Boundary target spells

I have been musing over spells with the boundary target. I have a few queries, a grumble and some thoughts. Please indulge me with your own thoughts.

Grumble first: a basic boundary is 100m across. This is tiny. To give an example of a real world castle, Pevensy castle in the UK has an inner set of walls slightly more than 100m across. The outer walls are nearly 300 metres across. An aegis of the Hearth spell wouldn't even cover the inner walls. I think the basic boundary could do with a boost in size.

Query 1 next: of you cast a boundary spell, does it only affects it those within it at the time. Aegis of the Hearth does not but that's a special case anyway. Can you, for instance set up a spell to make people happy in a boundary that will affect the people who enter it after its cast? If not, how could one do this without Hermetic architecture?

Query 2: could you use a boundary delineated by posts or markers such as a area ringed by a series of obelisks or marked trees or metal poles?

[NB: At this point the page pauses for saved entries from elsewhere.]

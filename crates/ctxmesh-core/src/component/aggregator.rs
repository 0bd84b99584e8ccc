//! Aggregators: consumers that re-expose what they collect.
//!
//! An aggregator declares the kinds it wants, lets the discoverer wire it to
//! producers, and from then on receives every push through
//! [`Aggregator::put_data`]. Accepted items are persisted and may trigger the
//! interpretations bound during resolution, whose results re-enter
//! `put_data`.

use std::collections::HashSet;
use std::fmt;
use std::sync::atomic::{AtomicBool, Ordering};
use std::sync::{Arc, Mutex, Weak};

use serde::Serialize;
use tracing::{debug, info, warn};

use super::{
    Component, ComponentDescription, ComponentHandle, ComponentId, KindDescription, Queryable, Role, lock,
};
use crate::BoxFuture;
use crate::context::{ContextInformation, ContextInformationList};
use crate::discoverer::{Discoverer, DiscovererError};
use crate::storage::{Storage, StorageError, StoredRow};
use crate::subscription::Subscriber;

/// Upper bound on chained interpretation hops triggered by one `put_data`.
pub const MAX_CASCADE_DEPTH: usize = 16;

/// Errors surfaced by aggregator operations.
#[derive(Debug, thiserror::Error)]
pub enum AggregatorError {
    #[error("storage error: {0}")]
    Storage(#[from] StorageError),

    #[error("discoverer error: {0}")]
    Discoverer(#[from] DiscovererError),
}

/// A binding of an interpreter to the kinds it serves for one aggregator.
/// Created only by the resolver.
#[derive(Debug, Clone, Serialize)]
pub struct Interpretation {
    pub interpreter_id: ComponentId,
    pub input_kinds: ContextInformationList,
    pub output_kinds: ContextInformationList,
}

impl Interpretation {
    /// Whether any of `items` is one of this binding's inputs.
    pub fn is_triggered_by(&self, items: &ContextInformationList) -> bool {
        items.iter().any(|i| self.input_kinds.contains_kind_of(i))
    }
}

/// A composite consumer/producer.
pub struct Aggregator {
    component: Component,
    queryable: Queryable,
    attached: Mutex<Vec<ComponentId>>,
    interpretations: Mutex<Vec<Interpretation>>,
    unsatisfied: Mutex<ContextInformationList>,
    storage: Option<Arc<dyn Storage>>,
    storage_warned: AtomicBool,
    discoverer: Weak<Discoverer>,
}

impl fmt::Debug for Aggregator {
    fn fmt(&self, f: &mut fmt::Formatter<'_>) -> fmt::Result {
        f.debug_struct("Aggregator")
            .field("id", &self.component.id())
            .field("name", &self.component.name())
            .field("attached", &*lock(&self.attached))
            .field("storage", &self.storage.as_ref().map(|s| s.name().to_string()))
            .finish_non_exhaustive()
    }
}

impl Aggregator {
    /// Create an aggregator desiring `desired`, register it, and resolve the
    /// desired kinds against widgets and interpreters.
    pub fn new(
        discoverer: &Arc<Discoverer>,
        name: impl Into<String>,
        desired: ContextInformationList,
        storage: Option<Arc<dyn Storage>>,
    ) -> Arc<Self> {
        Self::with_roles(discoverer, name, desired, storage, &Role::PRODUCERS)
    }

    /// Like [`Aggregator::new`] but resolving against the given roles.
    pub fn with_roles(
        discoverer: &Arc<Discoverer>,
        name: impl Into<String>,
        desired: ContextInformationList,
        storage: Option<Arc<dyn Storage>>,
        roles: &[Role],
    ) -> Arc<Self> {
        let desired = desired.kind_clone();
        let aggregator = Arc::new(Self {
            component: Component::new(name),
            queryable: Queryable::new(desired.clone(), ContextInformationList::new()),
            attached: Mutex::new(Vec::new()),
            interpretations: Mutex::new(Vec::new()),
            unsatisfied: Mutex::new(desired.clone()),
            storage,
            storage_warned: AtomicBool::new(false),
            discoverer: Arc::downgrade(discoverer),
        });
        discoverer.register_new_component(ComponentHandle::Aggregator(Arc::clone(&aggregator)));

        if let Err(e) = discoverer.resolve(aggregator.id(), desired, false, roles) {
            warn!(aggregator = %aggregator.id(), error = %e, "Resolution failed");
        }
        info!(
            aggregator = %aggregator.id(),
            attached = lock(&aggregator.attached).len(),
            interpretations = lock(&aggregator.interpretations).len(),
            unsatisfied = lock(&aggregator.unsatisfied).len(),
            "Aggregator ready"
        );
        aggregator
    }

    pub fn id(&self) -> ComponentId {
        self.component.id()
    }

    pub fn name(&self) -> &str {
        self.component.name()
    }

    pub fn queryable(&self) -> &Queryable {
        &self.queryable
    }

    pub fn add_subscriber(&self, subscriber: Subscriber) {
        self.queryable.add_subscriber(subscriber);
    }

    pub fn remove_subscriber(&self, id: ComponentId) -> Option<Subscriber> {
        self.queryable.remove_subscriber(id)
    }

    /// Desired kinds no producer could be found for.
    pub fn unsatisfied(&self) -> ContextInformationList {
        lock(&self.unsatisfied).clone()
    }

    pub fn attached_component_ids(&self) -> Vec<ComponentId> {
        lock(&self.attached).clone()
    }

    pub fn is_attached(&self, id: ComponentId) -> bool {
        lock(&self.attached).contains(&id)
    }

    pub fn interpretations(&self) -> Vec<Interpretation> {
        lock(&self.interpretations).clone()
    }

    /// Outputs that currently hold a value.
    pub fn current_data(&self) -> ContextInformationList {
        self.queryable
            .snapshot()
            .into_iter()
            .filter(ContextInformation::has_value)
            .collect()
    }

    pub(crate) fn attach(&self, id: ComponentId) -> bool {
        let mut attached = lock(&self.attached);
        if attached.contains(&id) {
            return false;
        }
        attached.push(id);
        true
    }

    pub(crate) fn add_output_kinds(&self, kinds: &ContextInformationList) {
        for kind in kinds {
            self.queryable.add_output_kind(kind);
        }
    }

    pub(crate) fn mark_satisfied(&self, kinds: &ContextInformationList) {
        lock(&self.unsatisfied).remove_all_of_kinds(kinds);
    }

    pub(crate) fn add_interpretation(&self, interpretation: Interpretation) {
        lock(&self.interpretations).push(interpretation);
    }

    /// Pub/sub ingress for widget notifications and interpreter results.
    pub fn put_data(&self, items: ContextInformationList) -> BoxFuture<'_, Result<(), AggregatorError>> {
        self.put_data_at(items, 0)
    }

    fn put_data_at(
        &self,
        items: ContextInformationList,
        depth: usize,
    ) -> BoxFuture<'_, Result<(), AggregatorError>> {
        Box::pin(async move {
            if depth == 0 {
                self.queryable.remember_previous();
            }
            let accepted = self.queryable.update(items);
            if accepted.is_empty() {
                return Ok(());
            }
            debug!(aggregator = %self.id(), items = accepted.len(), depth, "Accepted data");
            self.persist(&accepted)?;

            let triggered = self.triggered_by(&accepted);
            if !triggered.is_empty() {
                if depth >= MAX_CASCADE_DEPTH {
                    warn!(aggregator = %self.id(), depth, "Interpretation cascade too deep, stopping");
                } else {
                    for interpretation in &triggered {
                        self.run_interpretation(interpretation, depth).await?;
                    }
                }
            }

            if depth == 0 {
                self.queryable.notify(self.id(), &self.discoverer).await;
            }
            Ok(())
        })
    }

    fn persist(&self, items: &ContextInformationList) -> Result<(), StorageError> {
        let Some(storage) = &self.storage else {
            self.warn_storage_unavailable();
            return Ok(());
        };
        for item in items {
            storage.store(item)?;
        }
        Ok(())
    }

    fn warn_storage_unavailable(&self) {
        if !self.storage_warned.swap(true, Ordering::Relaxed) {
            warn!(aggregator = %self.id(), "No storage backend, persistence disabled");
        }
    }

    /// Interpretations with an input among `items`, one per interpreter.
    fn triggered_by(&self, items: &ContextInformationList) -> Vec<Interpretation> {
        let mut seen = HashSet::new();
        lock(&self.interpretations)
            .iter()
            .filter(|i| i.is_triggered_by(items))
            .filter(|i| seen.insert(i.interpreter_id))
            .cloned()
            .collect()
    }

    async fn run_interpretation(
        &self,
        interpretation: &Interpretation,
        depth: usize,
    ) -> Result<(), AggregatorError> {
        let current = self.queryable.outputs();
        let mut inputs = ContextInformationList::new();
        for kind in &interpretation.input_kinds {
            match current.get_by_kind(kind) {
                Some(item) if item.has_value() => inputs.put(item.clone(), false),
                _ => {
                    debug!(
                        aggregator = %self.id(),
                        interpreter = %interpretation.interpreter_id,
                        waiting_for = %kind,
                        "Interpretation inputs incomplete"
                    );
                    return Ok(());
                }
            }
        }

        let Some(discoverer) = self.discoverer.upgrade() else {
            return Ok(());
        };
        let Some(ComponentHandle::Interpreter(interpreter)) =
            discoverer.get_component(interpretation.interpreter_id)
        else {
            debug!(
                aggregator = %self.id(),
                interpreter = %interpretation.interpreter_id,
                "Bound interpreter no longer registered"
            );
            return Ok(());
        };

        match interpreter.call_interpreter(&inputs, interpreter.outputs()).await {
            Ok(result) => self.put_data_at(result, depth + 1).await,
            Err(e) => {
                warn!(
                    aggregator = %self.id(),
                    interpreter = %interpreter.id(),
                    error = %e,
                    "Interpretation failed"
                );
                Ok(())
            }
        }
    }

    /// Refresh every attached producer. Widgets acquire and notify (which
    /// reaches this aggregator); attached aggregators hand over their current
    /// data.
    pub async fn query_referenced_components(&self) -> Result<(), AggregatorError> {
        let Some(discoverer) = self.discoverer.upgrade() else {
            return Ok(());
        };
        for id in self.attached_component_ids() {
            match discoverer.get_component(id) {
                Some(ComponentHandle::Widget(widget)) => {
                    if let Err(e) = widget.update_widget_information().await {
                        warn!(aggregator = %self.id(), widget = %id, error = %e, "Widget refresh failed");
                    }
                }
                Some(ComponentHandle::Aggregator(other)) => {
                    self.put_data(other.current_data()).await?;
                }
                Some(ComponentHandle::Interpreter(_)) | None => {}
            }
        }
        Ok(())
    }

    /// Stored rows of one table (see [`ContextInformation::table_name`]).
    pub async fn retrieve_stored(&self, table: &str) -> Result<Vec<StoredRow>, AggregatorError> {
        match &self.storage {
            Some(storage) => Ok(storage.retrieve_named(table).await?),
            None => {
                self.warn_storage_unavailable();
                Ok(Vec::new())
            }
        }
    }

    /// Names of every stored table.
    pub async fn stored_names(&self) -> Result<Vec<String>, AggregatorError> {
        match &self.storage {
            Some(storage) => Ok(storage.names_overview().await?),
            None => {
                self.warn_storage_unavailable();
                Ok(Vec::new())
            }
        }
    }

    pub fn description(&self) -> ComponentDescription {
        let mut description = ComponentDescription::new(Role::Aggregator, self.name());
        description.out = KindDescription::all_of(&self.queryable.outputs());
        description
    }
}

Has anyone got some fun and inventive boundary spells that they found useful. I am considering the following.

Here's the Idle Dead
R: touch, d: moon, T: Boundary
ReMe45
Created by a necromancer in an effort to make locating and binding ghosts easier. This spell puts a compulsion on every incorporeal undead in the boundary to move to the point that the caster designates. This point is usually where the caster waits ready to bind any spirit that arrives.
(Base 5, touch +1, moon +3, boundary +4)

The Unwelcoming Woods
R: touch, D: year, T: boundary
ReMe45
Created by a Bjornaer who really did not want any humans exploiting the forest that he considered his personal fiefdom. This subtle spell makes the forest seem unwelcoming and scary. Anyone passing the borders marked by engraved standing stones feels a rapid onset of a creeping dread, a feeling of paranoia and a sense of a malevolence. All but the most determined or brave quickly desire to leave.
(Base 4, touch +1, year +4, boundary +4)

Two comments:

  • For large boundaries, you only need to add +1 magnitude to multiply by tenfold the area covered.
  • Any spell with boundary parameter is a ritual, so the two spells you are proposing should be ritual. Then increase their duration to a year (and their magnitude by one), and it becomes slightly harder, but also more vis-cost efficient since you only increase the cost by one, for a duration much longer.

Good point on the size modifier but my main thoughts were that the base boundary is too small to be practical for almost all purposes that you might want.

On the upgrade to year for the first of those rituals (which I did indeed miss out), if the spirits don't get there in a moon, then they ain't getting there in a year. In general though yeah, if you have boundary target, you might as well knock the duration to year if you can.

I am thinking that boundary with a size mod of +1 might be. Better base. 300 paces across should be sufficient for most purposes such as covering a covenant.

My guess was that the initial view of a Covenant was more like a large tower (typically from CtMT), a manor or a large farm and in this case, the guideline is suitable.
Very large covenants, not fitting within 100 meter diameter looks to me more the exception than the rule.
And this 100 m paces fits along the progression of the area guideline: Room, then Structure (about 10 rooms, a small manor), Boundaries (a small manor with its dependencies).

Err... yep, very true. Maybe the spirit of a crippled snail ? :smiley:

Unfortunately this doesn't work for the Aegis, as you can't change any of the parameters without a major breakthrough (although when we ran into this problem on one saga, we just house-ruled it away by saying the size could be changed after all).

Boundary is enough to cover the Motte of a Motte & Bailey castle (using Clifford's Tower in York with its 200ft across Motte as a reasonable example), or to cover a small hamlet. It doesn't cover the larger fortifications, but this may be that the original designers thought most covenants would be a keep or fortified manor house with a couple of outbuildings rather than a large fortress (and the OP uses Pevensey castle as an example - where the headland it is on forms a natural Boundary, but allowed a larger fortification than was typical for the Romans or Saxons in England)

Pevensey is big only when you consider the Roman outer walls. The inner walls (i.e. the Norman bit) is quite diddy.

Aegis certainly works if you only need to cover a tower or manor house and a few out buildings. But the order has some very impressive covenants too. Do they use multiple Aegis (expensive), a modified aegis (require breakthroughs) or only protect a select part of the covenant (leaving some of it vulnerable).

In fact, would we define a size boundary as a different parameter? Or merely an increase in one of those parameters? I can see the argument either way.

I'm pretty sure the "parameter" is "Boundary." Adjusting the size of the Boundary does not change the "parameter." "Parameter" is pretty well, though not perfectly, defined in the book.